Class of nine 2-8-0 steam locomotives

The Great Western Railway (GWR) 4700 Class was a class of nine 2-8-0 steam locomotives, designed by George Jackson Churchward. They were introduced in 1919 for heavy mixed-traffic work. Although primarily designed for fast freight, the class also sometimes hauled passenger trains, notably heavy holiday expresses in the summer months. They were unofficially nicknamed "Night Owls" because they were primarily designed to haul goods during the night and they could be seen simmering in the daylight, awaiting their nocturnal duties.

==Background==
At the end of the First World War, the running department of the GWR identified the need for a larger version of the successful GWR 4300 Class 2-6-0 incorporating the Swindon No. 1 boiler. They envisaged a smaller version of the successful Saint class 4-6-0 with 5 ft 8 in driving wheels - the intermediate of Churchward's three standard wheel sizes, for express goods trains. However, Churchward preferred a 2-8-0 design for this purpose.

==Prototype==
The prototype of the new class was built at Swindon Works in May 1919 (Lot 214) and was the last design by Churchward. It was numbered 4700. According to the RCTS monograph, the design was not successful as built because the No. 1 boiler proved to be inadequate for such a large engine. In May 1921, it was therefore rebuilt with a newly designed and larger Swindon No. 7 boiler. However, according to Cook it was built with a Standard No. 1 boiler as the intended design of the larger Standard No. 7 boiler, which was not yet ready.

==Production series==
Eight further locomotives with the larger No. 7 boilers and detail differences were ordered by Churchward in 1921 (Lot 221), but these only appeared after his retirement. These were numbered 4701 to 4708. Although they were mechanically successful locomotives, their large size severely restricted their route availability and so no more examples were built. Churchward's successor Charles Collett later rebuilt a Saint Class with 6 ft 0 in wheels to form the Hall Class which was a far more versatile mixed traffic locomotive. Later, Collett would produce the Grange Class which was exactly as the traffic department had originally envisaged: a 4-6-0 with Standard No. 1 boiler and 5 ft 8 in driving wheels.
The class was originally fitted with 3500 impgal tenders but during 1933/4 these were replaced by 4000 impgal tenders.

==Use==

The class were primarily used on fast overnight freight services on the London, Exeter and Plymouth, London–Bristol and London, Birmingham and Wolverhampton routes.

From 1957 onwards, several members of the class were often used on heavy Saturday relief passenger services to the West of England during the summer months, where they gained the Brunswick Green livery. Immediately previously they were either lined or unlined black.

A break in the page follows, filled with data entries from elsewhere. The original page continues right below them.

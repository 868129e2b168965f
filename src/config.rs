use std::fs;
use std::path::{Path, PathBuf};
use std::time::Duration;

use serde::{Deserialize, Serialize};
use thiserror::Error;

pub const DEFAULT_OUTPUT_DIR: &str = "Fetched_Images";
pub const DEFAULT_TIMEOUT_SECS: u64 = 10;
pub const DEFAULT_USER_AGENT: &str = concat!("image-fetcher/", env!("CARGO_PKG_VERSION"));

#[derive(Debug, Error)]
pub enum ConfigError {
    #[error("failed to read config {path}: {source}")]
    Read {
        path: PathBuf,
        source: std::io::Error,
    },

    #[error("failed to parse config {path}: {source}")]
    Parse {
        path: PathBuf,
        source: toml::de::Error,
    },
}

/// Runtime settings, optionally loaded from a TOML file.
#[derive(Debug, Clone, PartialEq, Eq, Serialize, Deserialize)]
#[serde(default)]
pub struct Config {
    /// Directory images are saved to; rescanned for duplicates on every run.
    pub output_dir: PathBuf,
    /// Per-request timeout in seconds.
    pub timeout_secs: u64,
    pub user_agent: String,
}

impl Default for Config {
    fn default() -> Self {
        Self {
            output_dir: PathBuf::from(DEFAULT_OUTPUT_DIR),
            timeout_secs: DEFAULT_TIMEOUT_SECS,
            user_agent: DEFAULT_USER_AGENT.to_string(),
        }
    }
}

impl Config {
    pub fn load(path: &Path) -> Result<Self, ConfigError> {
        let data = fs::read_to_string(path).map_err(|source| ConfigError::Read {
            path: path.to_path_buf(),
            source,
        })?;

        toml::from_str(&data).map_err(|source| ConfigError::Parse {
            path: path.to_path_buf(),
            source,
        })
    }

    pub fn timeout(&self) -> Duration {
        Duration::from_secs(self.timeout_secs)
    }
}
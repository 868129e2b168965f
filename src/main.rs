use std::io;
use std::path::PathBuf;
use std::process;

use anyhow::{Context, Result};
use clap::Parser;
use image_fetcher::{input, logging, Config, Downloader};

/// Download images, skipping content already saved.
#[derive(Debug, Parser)]
#[command(name = "image-fetcher", version)]
#[command(about = "Fetch images from URLs into a local directory, skipping duplicates", long_about = None)]
struct Cli {
    /// Image URLs; each argument may hold several comma separated URLs.
    /// Prompts on stdin when omitted.
    urls: Vec<String>,

    /// TOML file with `output_dir`, `timeout_secs` and `user_agent`.
    #[arg(long)]
    config: Option<PathBuf>,

    /// Directory to save images into.
    #[arg(short, long)]
    output_dir: Option<PathBuf>,

    /// Per-request timeout in seconds.
    #[arg(short, long)]
    timeout: Option<u64>,

    /// Log fetch details to stderr.
    #[arg(short, long)]
    verbose: bool,
}

impl Cli {
    fn load_config(&self) -> Result<Config> {
        let mut config = match &self.config {
            Some(path) => Config::load(path)?,
            None => Config::default(),
        };

        if let Some(dir) = &self.output_dir {
            config.output_dir = dir.clone();
        }

        if let Some(timeout) = self.timeout {
            config.timeout_secs = timeout;
        }

        Ok(config)
    }
}

fn run(cli: Cli) -> Result<()> {
    let config = cli.load_config()?;
    tracing::debug!(?config, "loaded config");

    let urls = if cli.urls.is_empty() {
        println!("Welcome to the Image Fetcher");
        println!("A tool for mindfully collecting images from the web\n");

        input::prompt_urls(&mut io::stdin().lock(), &mut io::stdout()).context("read URLs")?
    } else {
        cli.urls.iter().flat_map(|arg| input::parse_url_list(arg)).collect()
    };

    let mut downloader = Downloader::new(&config)
        .with_context(|| format!("prepare output directory {}", config.output_dir.display()))?;

    let report = downloader.download_all_with(&urls, |entry| println!("{entry}"));

    println!("\n{report}");
    println!("Connection strengthened. Community enriched.");

    Ok(())
}

fn main() {
    let cli = Cli::parse();

    logging::init_logging(cli.verbose);

    if let Err(err) = run(cli) {
        eprintln!("image-fetcher error: {:#}", err);
        process::exit(1);
    }
}
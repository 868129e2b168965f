use std::cell::RefCell;

use super::{FileDownloader, Response};

/// Replays queued responses in order and records every requested URL.
pub struct MockFetcher {
    responses: RefCell<Vec<Response>>,
    requested: RefCell<Vec<String>>,
}

impl FileDownloader for MockFetcher {
    fn fetch(&self, url: &str) -> Response {
        self.requested.borrow_mut().push(url.to_string());

        let mut responses = self.responses.borrow_mut();

        if responses.is_empty() {
            Response::network_error("no response queued")
        } else {
            responses.remove(0)
        }
    }
}

impl MockFetcher {
    pub fn new(responses: Vec<Response>) -> Self {
        Self {
            responses: RefCell::new(responses),
            requested: RefCell::new(Vec::new()),
        }
    }

    pub fn requested(&self) -> Vec<String> {
        self.requested.borrow().clone()
    }
}
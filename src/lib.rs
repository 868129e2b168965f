pub mod checksum;
pub mod config;
pub mod downloader;
pub mod input;
pub mod logging;
pub mod naming;

pub use config::Config;
pub use downloader::{
    DigestSet, DownloadError, Downloader, FileDownloader, Outcome, Report, Response, SkipReason,
    UReqFetcher, UrlOutcome,
};
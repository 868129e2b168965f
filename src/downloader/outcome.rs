use std::fmt;
use std::io;
use std::path::PathBuf;

use thiserror::Error;

#[derive(Debug, Error)]
pub enum DownloadError {
    #[error("invalid URL: {0}")]
    InvalidUrl(String),

    #[error("HTTP status {0}")]
    Status(u16),

    #[error("{0}")]
    Network(String),

    #[error("could not read response body")]
    InvalidBody,

    #[error(transparent)]
    Io(#[from] io::Error),
}

impl DownloadError {
    /// Failures that happened while talking to the remote server.
    pub fn is_network(&self) -> bool {
        matches!(
            self,
            DownloadError::Status(_) | DownloadError::Network(_) | DownloadError::InvalidBody
        )
    }
}

#[derive(Debug, PartialEq, Eq)]
pub enum SkipReason {
    NotAnImage { content_type: String },
    Duplicate { digest: String },
}

/// Result of processing a single URL.
#[derive(Debug)]
pub enum Outcome {
    Saved(PathBuf),
    Skipped(SkipReason),
    Failed(DownloadError),
}

impl Outcome {
    pub fn saved_path(&self) -> Option<&PathBuf> {
        match self {
            Outcome::Saved(path) => Some(path),
            _ => None,
        }
    }
}

#[derive(Debug)]
pub struct UrlOutcome {
    pub url: String,
    pub outcome: Outcome,
}

impl fmt::Display for UrlOutcome {
    fn fmt(&self, f: &mut fmt::Formatter<'_>) -> fmt::Result {
        let url = &self.url;

        match &self.outcome {
            Outcome::Saved(path) => {
                let name = path
                    .file_name()
                    .map(|name| name.to_string_lossy())
                    .unwrap_or_default();

                writeln!(f, "✓ Successfully fetched: {name}")?;
                write!(f, "✓ Image saved to {}", path.display())
            }
            Outcome::Skipped(SkipReason::NotAnImage { .. }) => {
                write!(f, "✗ Skipping URL (not an image): {url}")
            }
            Outcome::Skipped(SkipReason::Duplicate { .. }) => {
                write!(f, "✗ Duplicate image detected, skipping download: {url}")
            }
            Outcome::Failed(err) if err.is_network() => {
                write!(f, "✗ Connection error for URL {url}: {err}")
            }
            Outcome::Failed(err) => write!(f, "✗ An error occurred for URL {url}: {err}"),
        }
    }
}

/// Every URL of a batch with its outcome, in input order.
#[derive(Debug, Default)]
pub struct Report {
    pub outcomes: Vec<UrlOutcome>,
}

impl Report {
    pub fn saved(&self) -> usize {
        self.count(|outcome| matches!(outcome, Outcome::Saved(_)))
    }

    pub fn skipped(&self) -> usize {
        self.count(|outcome| matches!(outcome, Outcome::Skipped(_)))
    }

    pub fn failed(&self) -> usize {
        self.count(|outcome| matches!(outcome, Outcome::Failed(_)))
    }

    fn count(&self, predicate: impl Fn(&Outcome) -> bool) -> usize {
        self.outcomes
            .iter()
            .filter(|entry| predicate(&entry.outcome))
            .count()
    }
}

impl fmt::Display for Report {
    fn fmt(&self, f: &mut fmt::Formatter<'_>) -> fmt::Result {
        write!(
            f,
            "Processed {} URL(s): {} saved, {} skipped, {} failed.",
            self.outcomes.len(),
            self.saved(),
            self.skipped(),
            self.failed()
        )
    }
}

#[cfg(test)]
mod tests {
    use std::path::PathBuf;

    use super::*;

    fn entry(url: &str, outcome: Outcome) -> UrlOutcome {
        UrlOutcome {
            url: url.to_string(),
            outcome,
        }
    }

    #[test]
    fn test_console_lines() {
        let saved = entry(
            "https://example.com/cat.jpg",
            Outcome::Saved(PathBuf::from("Fetched_Images/cat.jpg")),
        );
        assert_eq!(
            saved.to_string(),
            "✓ Successfully fetched: cat.jpg\n✓ Image saved to Fetched_Images/cat.jpg"
        );

        let html = entry(
            "https://example.com/",
            Outcome::Skipped(SkipReason::NotAnImage {
                content_type: "text/html".to_string(),
            }),
        );
        assert_eq!(
            html.to_string(),
            "✗ Skipping URL (not an image): https://example.com/"
        );

        let timeout = entry(
            "https://slow.example.com/a.png",
            Outcome::Failed(DownloadError::Network("timed out".to_string())),
        );
        assert_eq!(
            timeout.to_string(),
            "✗ Connection error for URL https://slow.example.com/a.png: timed out"
        );

        let io = entry(
            "https://example.com/a.png",
            Outcome::Failed(DownloadError::Io(io::Error::new(
                io::ErrorKind::PermissionDenied,
                "denied",
            ))),
        );
        assert_eq!(
            io.to_string(),
            "✗ An error occurred for URL https://example.com/a.png: denied"
        );
    }

    #[test]
    fn test_report_counts() {
        let report = Report {
            outcomes: vec![
                entry("a", Outcome::Saved(PathBuf::from("a.jpg"))),
                entry(
                    "b",
                    Outcome::Skipped(SkipReason::Duplicate {
                        digest: "00".to_string(),
                    }),
                ),
                entry("c", Outcome::Failed(DownloadError::Status(404))),
                entry("d", Outcome::Saved(PathBuf::from("d.jpg"))),
            ],
        };

        assert_eq!(report.saved(), 2);
        assert_eq!(report.skipped(), 1);
        assert_eq!(report.failed(), 1);
        assert_eq!(
            report.to_string(),
            "Processed 4 URL(s): 2 saved, 1 skipped, 1 failed."
        );
    }
}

Despite their limited use, the Night Owls were exceptional mixed traffic locomotives which proved their worth on the heavier express freight and passenger services.

==Accidents and incidents==
- On 12 November 1958, locomotive No. 4707 was hauling a freight train when it overran signals and was derailed at Highworth Junction, Swindon, Wiltshire. A newspaper train, hauled by GWR 4073 Class 4-6-0 No. 5009 Shrewsbury Castle, collided with the wreckage.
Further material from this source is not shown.